Segment Start: PROVIDED RECORDS

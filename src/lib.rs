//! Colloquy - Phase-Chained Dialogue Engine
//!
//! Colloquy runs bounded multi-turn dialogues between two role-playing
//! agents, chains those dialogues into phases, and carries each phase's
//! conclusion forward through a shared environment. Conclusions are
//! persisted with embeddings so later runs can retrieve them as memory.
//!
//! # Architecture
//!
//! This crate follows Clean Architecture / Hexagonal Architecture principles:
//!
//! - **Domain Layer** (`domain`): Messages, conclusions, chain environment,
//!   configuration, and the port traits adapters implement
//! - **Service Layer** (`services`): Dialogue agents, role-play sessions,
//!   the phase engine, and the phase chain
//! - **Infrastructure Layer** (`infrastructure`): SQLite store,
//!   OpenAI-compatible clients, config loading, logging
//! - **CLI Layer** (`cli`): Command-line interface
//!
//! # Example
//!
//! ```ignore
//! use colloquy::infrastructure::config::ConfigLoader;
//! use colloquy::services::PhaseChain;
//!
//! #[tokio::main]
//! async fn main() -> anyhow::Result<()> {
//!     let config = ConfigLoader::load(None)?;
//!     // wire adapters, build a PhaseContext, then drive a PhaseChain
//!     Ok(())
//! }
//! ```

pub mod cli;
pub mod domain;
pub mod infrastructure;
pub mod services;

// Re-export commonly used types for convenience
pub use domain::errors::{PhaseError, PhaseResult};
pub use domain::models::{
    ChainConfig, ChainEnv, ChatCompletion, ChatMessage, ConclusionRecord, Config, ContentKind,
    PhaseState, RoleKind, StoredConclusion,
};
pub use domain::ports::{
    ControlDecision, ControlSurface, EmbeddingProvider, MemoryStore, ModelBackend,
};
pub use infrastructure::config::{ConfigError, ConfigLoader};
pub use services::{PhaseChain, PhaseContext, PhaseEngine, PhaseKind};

Segment End: PROVIDED RECORDS
Segment Start: PROVIDED RECORDS

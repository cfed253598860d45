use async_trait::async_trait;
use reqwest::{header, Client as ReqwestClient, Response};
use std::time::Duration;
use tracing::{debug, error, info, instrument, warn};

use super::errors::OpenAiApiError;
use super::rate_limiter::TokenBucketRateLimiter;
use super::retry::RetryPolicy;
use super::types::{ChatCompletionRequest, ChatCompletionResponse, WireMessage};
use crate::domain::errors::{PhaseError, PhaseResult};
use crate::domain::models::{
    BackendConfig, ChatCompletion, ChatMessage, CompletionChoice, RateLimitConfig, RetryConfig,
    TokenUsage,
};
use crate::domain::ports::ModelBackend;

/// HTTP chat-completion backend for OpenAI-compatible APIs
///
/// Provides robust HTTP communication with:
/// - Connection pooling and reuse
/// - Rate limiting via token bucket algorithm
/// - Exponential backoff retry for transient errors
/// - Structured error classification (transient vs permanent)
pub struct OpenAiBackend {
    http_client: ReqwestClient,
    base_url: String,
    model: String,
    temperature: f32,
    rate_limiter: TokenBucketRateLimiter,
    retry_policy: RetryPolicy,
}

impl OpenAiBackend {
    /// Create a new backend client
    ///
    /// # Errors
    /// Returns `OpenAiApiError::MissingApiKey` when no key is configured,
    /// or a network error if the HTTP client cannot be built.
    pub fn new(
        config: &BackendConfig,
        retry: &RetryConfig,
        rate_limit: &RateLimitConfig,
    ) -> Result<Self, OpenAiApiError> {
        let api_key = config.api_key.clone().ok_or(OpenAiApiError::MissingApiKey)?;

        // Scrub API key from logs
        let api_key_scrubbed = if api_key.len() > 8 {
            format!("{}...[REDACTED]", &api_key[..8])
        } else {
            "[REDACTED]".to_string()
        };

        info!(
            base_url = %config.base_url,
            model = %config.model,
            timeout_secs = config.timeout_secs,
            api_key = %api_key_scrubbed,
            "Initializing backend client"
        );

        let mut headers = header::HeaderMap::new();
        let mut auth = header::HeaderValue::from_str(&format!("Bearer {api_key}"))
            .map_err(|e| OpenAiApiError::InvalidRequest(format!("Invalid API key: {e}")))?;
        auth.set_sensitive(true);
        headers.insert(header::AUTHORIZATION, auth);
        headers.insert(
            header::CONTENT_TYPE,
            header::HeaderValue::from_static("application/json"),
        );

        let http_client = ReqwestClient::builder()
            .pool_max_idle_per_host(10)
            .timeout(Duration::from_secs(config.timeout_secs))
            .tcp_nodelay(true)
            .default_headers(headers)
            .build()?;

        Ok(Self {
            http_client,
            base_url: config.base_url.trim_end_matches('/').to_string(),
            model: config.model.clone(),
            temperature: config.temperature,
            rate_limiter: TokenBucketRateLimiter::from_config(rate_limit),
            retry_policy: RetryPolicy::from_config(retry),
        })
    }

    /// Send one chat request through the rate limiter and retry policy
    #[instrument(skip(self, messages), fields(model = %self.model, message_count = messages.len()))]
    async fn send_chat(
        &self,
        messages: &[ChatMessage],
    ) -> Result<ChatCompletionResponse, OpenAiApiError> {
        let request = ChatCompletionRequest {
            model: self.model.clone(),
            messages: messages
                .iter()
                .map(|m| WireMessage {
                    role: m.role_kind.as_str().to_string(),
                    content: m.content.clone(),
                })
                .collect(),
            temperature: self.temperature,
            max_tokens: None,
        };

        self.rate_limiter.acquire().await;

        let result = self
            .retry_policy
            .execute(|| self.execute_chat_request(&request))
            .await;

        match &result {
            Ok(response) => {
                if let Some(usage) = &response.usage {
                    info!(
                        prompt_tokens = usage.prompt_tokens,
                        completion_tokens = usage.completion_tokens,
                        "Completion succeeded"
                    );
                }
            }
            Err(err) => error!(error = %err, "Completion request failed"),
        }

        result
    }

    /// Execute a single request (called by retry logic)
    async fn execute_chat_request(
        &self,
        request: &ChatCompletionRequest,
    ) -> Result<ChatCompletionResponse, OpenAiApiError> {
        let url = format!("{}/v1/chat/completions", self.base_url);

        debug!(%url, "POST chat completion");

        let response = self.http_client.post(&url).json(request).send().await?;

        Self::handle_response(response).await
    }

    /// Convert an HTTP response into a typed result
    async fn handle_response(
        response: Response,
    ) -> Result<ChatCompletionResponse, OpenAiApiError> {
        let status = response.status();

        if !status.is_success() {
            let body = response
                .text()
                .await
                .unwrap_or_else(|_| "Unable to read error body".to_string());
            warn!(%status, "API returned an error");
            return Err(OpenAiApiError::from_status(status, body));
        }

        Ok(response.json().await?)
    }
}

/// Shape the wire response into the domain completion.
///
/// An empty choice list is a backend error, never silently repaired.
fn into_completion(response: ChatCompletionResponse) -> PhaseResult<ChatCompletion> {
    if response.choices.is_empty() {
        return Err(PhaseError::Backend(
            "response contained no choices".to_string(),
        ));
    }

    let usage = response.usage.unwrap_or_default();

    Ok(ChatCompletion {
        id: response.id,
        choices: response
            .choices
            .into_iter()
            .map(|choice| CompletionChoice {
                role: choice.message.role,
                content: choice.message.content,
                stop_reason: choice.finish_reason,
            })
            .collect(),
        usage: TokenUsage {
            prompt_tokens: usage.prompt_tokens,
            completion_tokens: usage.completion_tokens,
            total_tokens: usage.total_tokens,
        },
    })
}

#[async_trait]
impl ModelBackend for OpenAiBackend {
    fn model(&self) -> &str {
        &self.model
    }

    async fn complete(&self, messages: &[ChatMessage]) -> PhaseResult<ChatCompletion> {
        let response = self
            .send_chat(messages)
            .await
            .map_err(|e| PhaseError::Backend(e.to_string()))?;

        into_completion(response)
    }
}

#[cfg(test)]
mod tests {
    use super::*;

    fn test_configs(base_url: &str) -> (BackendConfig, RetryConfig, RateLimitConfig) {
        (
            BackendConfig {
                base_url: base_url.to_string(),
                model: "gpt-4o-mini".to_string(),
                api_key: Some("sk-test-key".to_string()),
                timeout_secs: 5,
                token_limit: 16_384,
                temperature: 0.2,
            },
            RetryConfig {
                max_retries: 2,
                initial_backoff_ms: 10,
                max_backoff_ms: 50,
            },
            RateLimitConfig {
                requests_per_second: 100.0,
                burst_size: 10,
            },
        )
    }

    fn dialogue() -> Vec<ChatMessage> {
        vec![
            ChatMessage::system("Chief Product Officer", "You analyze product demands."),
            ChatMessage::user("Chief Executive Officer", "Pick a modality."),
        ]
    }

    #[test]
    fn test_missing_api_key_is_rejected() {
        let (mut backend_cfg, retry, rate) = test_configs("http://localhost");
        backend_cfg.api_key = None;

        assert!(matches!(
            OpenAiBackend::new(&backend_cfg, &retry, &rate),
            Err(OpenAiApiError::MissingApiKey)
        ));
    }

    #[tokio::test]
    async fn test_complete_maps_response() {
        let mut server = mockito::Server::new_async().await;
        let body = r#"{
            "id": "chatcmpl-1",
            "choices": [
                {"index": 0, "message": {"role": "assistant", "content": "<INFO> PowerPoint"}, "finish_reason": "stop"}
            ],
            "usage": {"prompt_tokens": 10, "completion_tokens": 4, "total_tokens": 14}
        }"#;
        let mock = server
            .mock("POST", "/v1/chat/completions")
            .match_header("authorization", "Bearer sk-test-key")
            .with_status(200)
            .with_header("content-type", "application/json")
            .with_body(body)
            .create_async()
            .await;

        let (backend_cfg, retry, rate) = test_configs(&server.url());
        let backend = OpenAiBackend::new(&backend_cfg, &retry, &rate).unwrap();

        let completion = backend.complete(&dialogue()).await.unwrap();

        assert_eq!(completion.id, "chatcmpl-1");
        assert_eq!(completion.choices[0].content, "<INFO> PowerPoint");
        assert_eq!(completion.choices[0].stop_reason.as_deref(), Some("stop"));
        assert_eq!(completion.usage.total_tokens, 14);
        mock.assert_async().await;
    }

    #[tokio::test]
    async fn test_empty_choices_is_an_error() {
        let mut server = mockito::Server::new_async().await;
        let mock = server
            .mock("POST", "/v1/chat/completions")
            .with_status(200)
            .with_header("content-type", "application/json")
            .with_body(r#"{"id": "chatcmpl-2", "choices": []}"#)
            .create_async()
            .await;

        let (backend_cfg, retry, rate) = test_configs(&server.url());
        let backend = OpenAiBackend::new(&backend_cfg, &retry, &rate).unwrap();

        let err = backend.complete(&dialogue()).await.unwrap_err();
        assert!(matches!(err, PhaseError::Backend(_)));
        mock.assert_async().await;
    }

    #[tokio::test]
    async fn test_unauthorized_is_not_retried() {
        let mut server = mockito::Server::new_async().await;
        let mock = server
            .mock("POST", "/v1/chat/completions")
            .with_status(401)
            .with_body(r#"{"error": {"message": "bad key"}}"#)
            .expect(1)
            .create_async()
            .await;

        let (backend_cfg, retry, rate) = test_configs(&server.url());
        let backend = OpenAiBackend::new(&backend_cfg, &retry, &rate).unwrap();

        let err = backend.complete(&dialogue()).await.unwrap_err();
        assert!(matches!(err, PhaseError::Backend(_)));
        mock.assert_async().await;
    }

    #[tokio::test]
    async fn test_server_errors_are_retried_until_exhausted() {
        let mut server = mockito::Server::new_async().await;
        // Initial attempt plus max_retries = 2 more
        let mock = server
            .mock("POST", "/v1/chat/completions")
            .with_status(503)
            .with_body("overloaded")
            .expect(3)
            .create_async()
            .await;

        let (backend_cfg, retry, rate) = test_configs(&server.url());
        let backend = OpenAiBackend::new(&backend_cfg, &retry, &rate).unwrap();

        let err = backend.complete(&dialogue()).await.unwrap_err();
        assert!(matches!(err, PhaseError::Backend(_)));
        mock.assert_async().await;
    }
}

Segment End: PROVIDED RECORDS

**WORK INSTRUCTIONS**
Select every line in the records above that contains the word "Architecture".

**EXERCISE SOLUTION**
//! # Architecture
//! This crate follows Clean Architecture / Hexagonal Architecture principles:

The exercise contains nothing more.